I got around to seeing the 2003 AMERICAN SPLENDOR film last year, and I thought it was a pretty impressive bit of film-making, with a unique structure and some bold choices that were pulled off with considerable skill. Some of the more obvious divergences with reality kind of bugged me more than they should have (hey, I know who drew OUR CANCER YEAR, okay). And as an actor, I thought Pekar himself was probably in about third place in terms of playing a plausible "Harvey Pekar" character in the film.

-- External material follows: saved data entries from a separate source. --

use std::sync::Arc;

use ::time::{format_description::well_known, OffsetDateTime};
use tokio::sync::watch;
use tokio::task::JoinHandle;
use tokio_util::sync::CancellationToken;

use crate::backend::ScanBackend;
use crate::error::CancelError;
use crate::progress::ScanProgress;
use crate::session::{Hooks, StreamSession};
use crate::types::{LogEntry, ScanStatus};

struct ActiveSession {
    scan_id: String,
    stop: CancellationToken,
    task: Option<JoinHandle<()>>,
}

/// Public facade: watches one scan at a time and exposes its live progress.
///
/// Must be used from within a tokio runtime; `start` spawns the session task.
pub struct ScanProgressController {
    backend: Arc<dyn ScanBackend>,
    hooks: Hooks,
    state: Arc<watch::Sender<ScanProgress>>,
    active: Option<ActiveSession>,
    generation: u64,
}

impl std::fmt::Debug for ScanProgressController {
    fn fmt(&self, f: &mut std::fmt::Formatter<'_>) -> std::fmt::Result {
        f.debug_struct("ScanProgressController")
            .field("scan_id", &self.scan_id())
            .field("generation", &self.generation)
            .field("hooks", &self.hooks)
            .finish()
    }
}

impl ScanProgressController {
    pub fn new(backend: Arc<dyn ScanBackend>) -> Self {
        let (tx, _rx) = watch::channel(ScanProgress::default());
        Self {
            backend,
            hooks: Hooks::default(),
            state: Arc::new(tx),
            active: None,
            generation: 0,
        }
    }

    /// Called once with the resolved status when a `complete` frame arrives.
    pub fn on_complete(mut self, f: impl Fn(ScanStatus) + Send + Sync + 'static) -> Self {
        self.hooks.on_complete = Some(Arc::new(f));
        self
    }

    /// Called once when a remote cancel was acknowledged for a running scan.
    pub fn on_cancel(mut self, f: impl Fn() + Send + Sync + 'static) -> Self {
        self.hooks.on_cancel = Some(Arc::new(f));
        self
    }

    /// Called for every recorded log line, in arrival order.
    pub fn on_log(mut self, f: impl Fn(&LogEntry) + Send + Sync + 'static) -> Self {
        self.hooks.on_log = Some(Arc::new(f));
        self
    }

    /// Begin watching `scan_id`. Returns `false` without doing anything when a live
    /// session for the same id already exists.
    pub fn start(&mut self, scan_id: &str) -> bool {
        if let Some(active) = &self.active {
            if active.scan_id == scan_id && !self.state.borrow().is_closed() {
                tracing::debug!(scan_id, "already watching scan");
                return false;
            }
        }
        self.stop();

        self.generation += 1;
        let mut fresh = ScanProgress::new(scan_id);
        fresh.generation = self.generation;
        fresh.started_at = Some(now_rfc3339());
        self.state.send_replace(fresh);

        let stop = CancellationToken::new();
        let session = StreamSession {
            scan_id: scan_id.to_string(),
            generation: self.generation,
            backend: Arc::clone(&self.backend),
            state: Arc::clone(&self.state),
            hooks: self.hooks.clone(),
            stop: stop.clone(),
        };
        tracing::info!(scan_id, generation = self.generation, "starting scan session");
        let task = tokio::spawn(session.run());
        self.active = Some(ActiveSession {
            scan_id: scan_id.to_string(),
            stop,
            task: Some(task),
        });
        true
    }

    /// Request server-side cancellation, then tear down the local session.
    ///
    /// On failure the error is returned and the scan keeps its status. A stream that
    /// dropped while the request was pending counts as lost only once the request failed.
    pub async fn cancel(&mut self) -> Result<(), CancelError> {
        let Some(active) = &self.active else {
            return Err(CancelError::NoActiveScan);
        };
        let scan_id = active.scan_id.clone();
        let generation = self.generation;

        let pending = PendingCancel::begin(Arc::clone(&self.state), generation);
        if let Err(e) = self.backend.cancel(&scan_id).await {
            tracing::warn!(scan_id = %scan_id, error = %e, "cancel request failed");
            return Err(e);
        }
        pending.resolved();

        let mut cancelled = false;
        self.state.send_if_modified(|p| {
            if p.generation != generation {
                return false;
            }
            let was_open = !p.is_closed();
            cancelled = p.cancel();
            cancelled || was_open
        });
        self.stop();
        tracing::info!(scan_id = %scan_id, cancelled, "scan cancel acknowledged");
        if cancelled {
            if let Some(hook) = &self.hooks.on_cancel {
                hook();
            }
        }
        Ok(())
    }

    /// Close the local subscription immediately without contacting the server. Idempotent.
    pub fn stop(&mut self) {
        let Some(active) = &self.active else {
            return;
        };
        active.stop.cancel();
        let generation = self.generation;
        self.state
            .send_if_modified(|p| p.generation == generation && p.close());
    }

    /// Wait for the current session task to finish.
    pub async fn wait(&mut self) {
        let Some(task) = self.active.as_mut().and_then(|a| a.task.take()) else {
            return;
        };
        if let Err(e) = task.await {
            tracing::error!(error = %e, "scan session task failed");
        }
    }

    pub fn subscribe(&self) -> watch::Receiver<ScanProgress> {
        self.state.subscribe()
    }

    pub fn snapshot(&self) -> ScanProgress {
        self.state.borrow().clone()
    }

    pub fn scan_id(&self) -> Option<&str> {
        self.active.as_ref().map(|a| a.scan_id.as_str())
    }
}

/// Marks a cancel as in flight; dropping it unresolved (error or abandoned future) aborts it.
struct PendingCancel {
    state: Arc<watch::Sender<ScanProgress>>,
    generation: u64,
    resolved: bool,
}

impl PendingCancel {
    fn begin(state: Arc<watch::Sender<ScanProgress>>, generation: u64) -> Self {
        state.send_if_modified(|p| {
            if p.generation == generation {
                p.begin_cancel();
            }
            false
        });
        Self {
            state,
            generation,
            resolved: false,
        }
    }

    fn resolved(mut self) {
        self.resolved = true;
    }
}

impl Drop for PendingCancel {
    fn drop(&mut self) {
        if self.resolved {
            return;
        }
        let generation = self.generation;
        self.state
            .send_if_modified(|p| p.generation == generation && p.abort_cancel());
    }
}

impl Drop for ScanProgressController {
    fn drop(&mut self) {
        if let Some(active) = &self.active {
            active.stop.cancel();
        }
    }
}

pub(crate) fn now_rfc3339() -> String {
    let now = OffsetDateTime::now_utc();
    now.format(&well_known::Rfc3339)
        .unwrap_or_else(|_| String::from("1970-01-01T00:00:00Z"))
}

Anyway, in the wake of the the film's relative success, Pekar got a couple of book deals, including for this 100-page volume from 2005 published by the fledgling graphic novel house Vertigo. I guess there was some licensing reason why it wasn't published under the AMERICAN SPLENDOR banner, but like SPLENDOR it's autobiography by Pekar. In this case a single long story drawn by Dean Haspiel, tracing his life from childhood until his early twenties, with a brief segment skimming through a few later highlights until the present day.
It's not really something that's changed my mind about Pekar, I'm sorry to say. Haspiel's art is nice and clear, doing a good job of capturing the mid-century setting of most of the story, but just didn't seem as smooth a match for Pekar as some of the old-school SPLENDOR illustrators (Crumb, Zabel/Dumm, Stack). It was just a bit too slick, I thought. As for the writing, I liked parts of it, especially the bits about his appreciation for old jazz and his record collecting (which also tended to be my favourite topics in the older SPLENDOR books I read), but a lot of it just didn't interest me. It's mostly about his problems fitting in through his whole life, from school to family to jobs, and his inability to commit to things and tendency to be a quitter (hey, that's the title of this book!). I found the narration by present-day Harvey a bit overly analytical at times, and found myself wishing he told more of the story through the dialogue and voice of young Harvey. Even that young Harvey voice I often found a bit unrealistic (I really don't think that when he picked up the mail he said "Oh, man! Another letter from Ira Gitler. Great! They're so substantive").
I was also really disappointed with the ending. Five pages from the end, after only getting up to the early 1960s and the start of his jazz writing taking off, and then he finishes the book with the abridged history of AMERICAN SPLENDOR (meeting Crumb in 1962, starting his comic in the 1970s, the movie coming out and his current life) and then just stops. It almost felt like he got close to the end and said "Man, people are gonna wanna hear about Crumb and the movie and stuff. Damn, no space to mention being on Letterman". It was really disappointing, and unfortunately seems to rob this story of having a proper resolution in favour of a "Pekar's greatest hits" selection.